- **Provided records**

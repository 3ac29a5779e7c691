use std::path::Path;

use serde::{Deserialize, Serialize};

use super::ImportError;

/// Broad file categories we handle
#[derive(Debug, Clone, Copy, Serialize, Deserialize, PartialEq, Eq)]
#[serde(rename_all = "snake_case")]
pub enum FileCategory {
    Pdf,
    Image,
    Unsupported,
}

impl FileCategory {
    pub fn as_str(&self) -> &'static str {
        match self {
            Self::Pdf => "pdf",
            Self::Image => "image",
            Self::Unsupported => "unsupported",
        }
    }

    pub fn is_supported(&self) -> bool {
        !matches!(self, Self::Unsupported)
    }
}

/// Result of format detection
#[derive(Debug, Clone, Serialize, Deserialize)]
pub struct FormatDetection {
    /// MIME type derived from the content itself.
    pub mime_type: String,
    pub category: FileCategory,
    /// What the browser (or the file extension) claimed, if anything.
    pub declared_mime: Option<String>,
    pub file_size_bytes: u64,
}

/// Detect file format from magic bytes (NOT file extensions).
///
/// The declared type is only kept for logging: a `.pdf` that is really a
/// JPEG is treated as a JPEG.
pub fn detect_format(bytes: &[u8], declared_mime: Option<&str>) -> FormatDetection {
    let (mime_type, category) = match bytes {
        // PDF: starts with %PDF
        [0x25, 0x50, 0x44, 0x46, ..] => ("application/pdf", FileCategory::Pdf),
        // JPEG: starts with FF D8 FF
        [0xFF, 0xD8, 0xFF, ..] => ("image/jpeg", FileCategory::Image),
        // PNG: full 8-byte signature
        [0x89, 0x50, 0x4E, 0x47, 0x0D, 0x0A, 0x1A, 0x0A, ..] => ("image/png", FileCategory::Image),
        // Recognized but not accepted, so the error can name them
        [0x49, 0x49, 0x2A, 0x00, ..] | [0x4D, 0x4D, 0x00, 0x2A, ..] => {
            ("image/tiff", FileCategory::Unsupported)
        }
        [0x47, 0x49, 0x46, 0x38, ..] => ("image/gif", FileCategory::Unsupported),
        [0x50, 0x4B, 0x03, 0x04, ..] => ("application/zip", FileCategory::Unsupported),
        _ if bytes.len() >= 12 && &bytes[4..8] == b"ftyp" => ("image/heic", FileCategory::Unsupported),
        _ => ("application/octet-stream", FileCategory::Unsupported),
    };

    let declared_mime = declared_mime
        .map(str::trim)
        .filter(|m| !m.is_empty() && *m != "application/octet-stream")
        .map(str::to_string);

    if let Some(declared) = &declared_mime {
        if category.is_supported() && !declared.eq_ignore_ascii_case(mime_type) {
            tracing::warn!(
                declared = %declared,
                detected = mime_type,
                "Declared content type does not match file content"
            );
        }
    }

    FormatDetection {
        mime_type: mime_type.to_string(),
        category,
        declared_mime,
        file_size_bytes: bytes.len() as u64,
    }
}

/// Best guess at a MIME type from the file name alone.
pub fn guess_mime_from_name(file_name: &str) -> Option<String> {
    mime_guess::from_path(file_name)
        .first()
        .map(|m| m.essence_str().to_string())
}

/// Reject uploads that are empty, oversized or of an unaccepted type.
pub fn validate_upload(format: &FormatDetection, max_bytes: usize) -> Result<(), ImportError> {
    if format.file_size_bytes == 0 {
        return Err(ImportError::EmptyUpload);
    }

    if format.file_size_bytes > max_bytes as u64 {
        return Err(ImportError::FileTooLarge {
            size_mb: format.file_size_bytes as f64 / (1024.0 * 1024.0),
            max_mb: (max_bytes / (1024 * 1024)) as u64,
        });
    }

    if !format.category.is_supported() {
        let shown = format.declared_mime.as_deref().unwrap_or(&format.mime_type);
        return Err(ImportError::UnsupportedFormat(shown.to_string()));
    }

    Ok(())
}

/// Sanitize a filename: strip path components, limit length
pub fn sanitize_filename(original: &str) -> String {
    // Browsers on Windows may send full paths
    let last = original.rsplit(['/', '\\']).next().unwrap_or(original);
    let name = Path::new(last)
        .file_name()
        .and_then(|n| n.to_str())
        .unwrap_or("upload");

    let clean: String = name
        .chars()
        .filter(|c| !c.is_control() && !matches!(c, '/' | '\\' | ':'))
        .take(128)
        .collect();

    let clean = clean.trim_start_matches('.');
    if clean.trim().is_empty() {
        "upload".to_string()
    } else {
        clean.to_string()
    }
}
//! API error types with structured JSON responses.

use axum::extract::multipart::MultipartError;
use axum::extract::rejection::JsonRejection;
use axum::http::StatusCode;
use axum::response::{IntoResponse, Response};
use axum::Json;
use serde::Serialize;

use crate::pipeline::extraction::FailureKind;
use crate::pipeline::import::ImportError;
use crate::pipeline::processor::ProcessingError;

/// Structured error response body.
#[derive(Debug, Serialize)]
pub struct ErrorBody {
    pub error: ErrorDetail,
}

#[derive(Debug, Serialize)]
pub struct ErrorDetail {
    pub code: &'static str,
    pub message: String,
}

/// API-level errors with HTTP status mapping.
#[derive(Debug, thiserror::Error)]
pub enum ApiError {
    #[error("Invalid request: {0}")]
    BadRequest(String),
    #[error("Payload too large: {0}")]
    PayloadTooLarge(String),
    #[error("Unsupported media type: {0}")]
    UnsupportedMediaType(String),
    #[error("Document could not be read: {0}")]
    DocumentRead(String),
    #[error("OCR failed: {0}")]
    Ocr(String),
    #[error("No text could be extracted from the file")]
    NoText,
    #[error("Document generation failed: {0}")]
    DocumentWrite(String),
    #[error("Internal error: {0}")]
    Internal(String),
}

impl IntoResponse for ApiError {
    fn into_response(self) -> Response {
        let (status, code, message) = match &self {
            ApiError::BadRequest(detail) => {
                (StatusCode::BAD_REQUEST, "BAD_REQUEST", detail.clone())
            }
            ApiError::PayloadTooLarge(detail) => (
                StatusCode::PAYLOAD_TOO_LARGE,
                "PAYLOAD_TOO_LARGE",
                detail.clone(),
            ),
            ApiError::UnsupportedMediaType(detail) => (
                StatusCode::UNSUPPORTED_MEDIA_TYPE,
                "UNSUPPORTED_MEDIA_TYPE",
                detail.clone(),
            ),
            ApiError::DocumentRead(detail) => (
                StatusCode::UNPROCESSABLE_ENTITY,
                "DOCUMENT_READ",
                format!("Error reading the document: {detail}"),
            ),
            ApiError::Ocr(detail) => (
                StatusCode::UNPROCESSABLE_ENTITY,
                "OCR_FAILED",
                format!("Error during OCR: {detail}"),
            ),
            ApiError::NoText => (
                StatusCode::UNPROCESSABLE_ENTITY,
                "NO_TEXT",
                "No text could be extracted from the file".to_string(),
            ),
            ApiError::DocumentWrite(detail) => {
                tracing::error!(detail, "Word document generation failed");
                (
                    StatusCode::INTERNAL_SERVER_ERROR,
                    "DOCUMENT_WRITE",
                    "Error creating the Word document".to_string(),
                )
            }
            ApiError::Internal(detail) => {
                tracing::error!(detail, "API internal error");
                (
                    StatusCode::INTERNAL_SERVER_ERROR,
                    "INTERNAL",
                    "An internal error occurred".to_string(),
                )
            }
        };

        let body = ErrorBody {
            error: ErrorDetail { code, message },
        };

        (status, Json(body)).into_response()
    }
}

impl From<ProcessingError> for ApiError {
    fn from(err: ProcessingError) -> Self {
        match err {
            ProcessingError::Import(e) => match &e {
                ImportError::UnsupportedFormat(_) => ApiError::UnsupportedMediaType(e.to_string()),
                ImportError::FileTooLarge { .. } => ApiError::PayloadTooLarge(e.to_string()),
                ImportError::EmptyUpload => ApiError::BadRequest(e.to_string()),
                ImportError::Io(io) => ApiError::Internal(format!("staging failed: {io}")),
            },
            ProcessingError::Extraction(e) => match e.kind() {
                FailureKind::DocumentRead => ApiError::DocumentRead(e.to_string()),
                FailureKind::Ocr => ApiError::Ocr(e.to_string()),
            },
            ProcessingError::Export(e) => ApiError::DocumentWrite(e.to_string()),
            ProcessingError::NoText => ApiError::NoText,
        }
    }
}

impl From<MultipartError> for ApiError {
    fn from(err: MultipartError) -> Self {
        if err.status() == StatusCode::PAYLOAD_TOO_LARGE {
            ApiError::PayloadTooLarge("Upload exceeds the size limit".into())
        } else {
            ApiError::BadRequest(format!("Malformed upload: {}", err.body_text()))
        }
    }
}

impl From<JsonRejection> for ApiError {
    fn from(err: JsonRejection) -> Self {
        if err.status() == StatusCode::PAYLOAD_TOO_LARGE {
            ApiError::PayloadTooLarge("Request body exceeds the size limit".into())
        } else {
            ApiError::BadRequest(err.body_text())
        }
    }
}

impl From<tokio::task::JoinError> for ApiError {
    fn from(err: tokio::task::JoinError) -> Self {
        ApiError::Internal(format!("worker task failed: {err}"))
    }
}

- **Exercise objective**
What is needed is a verbatim copy of every line in the records above from the one containing "categories we handle" down to the one containing "pub struct FormatDetection", both included, and nothing more.

- **Answer**
/// Broad file categories we handle
#[derive(Debug, Clone, Copy, Serialize, Deserialize, PartialEq, Eq)]
#[serde(rename_all = "snake_case")]
pub enum FileCategory {
    Pdf,
    Image,
    Unsupported,
}

impl FileCategory {
    pub fn as_str(&self) -> &'static str {
        match self {
            Self::Pdf => "pdf",
            Self::Image => "image",
            Self::Unsupported => "unsupported",
        }
    }

    pub fn is_supported(&self) -> bool {
        !matches!(self, Self::Unsupported)
    }
}

/// Result of format detection
#[derive(Debug, Clone, Serialize, Deserialize)]
pub struct FormatDetection {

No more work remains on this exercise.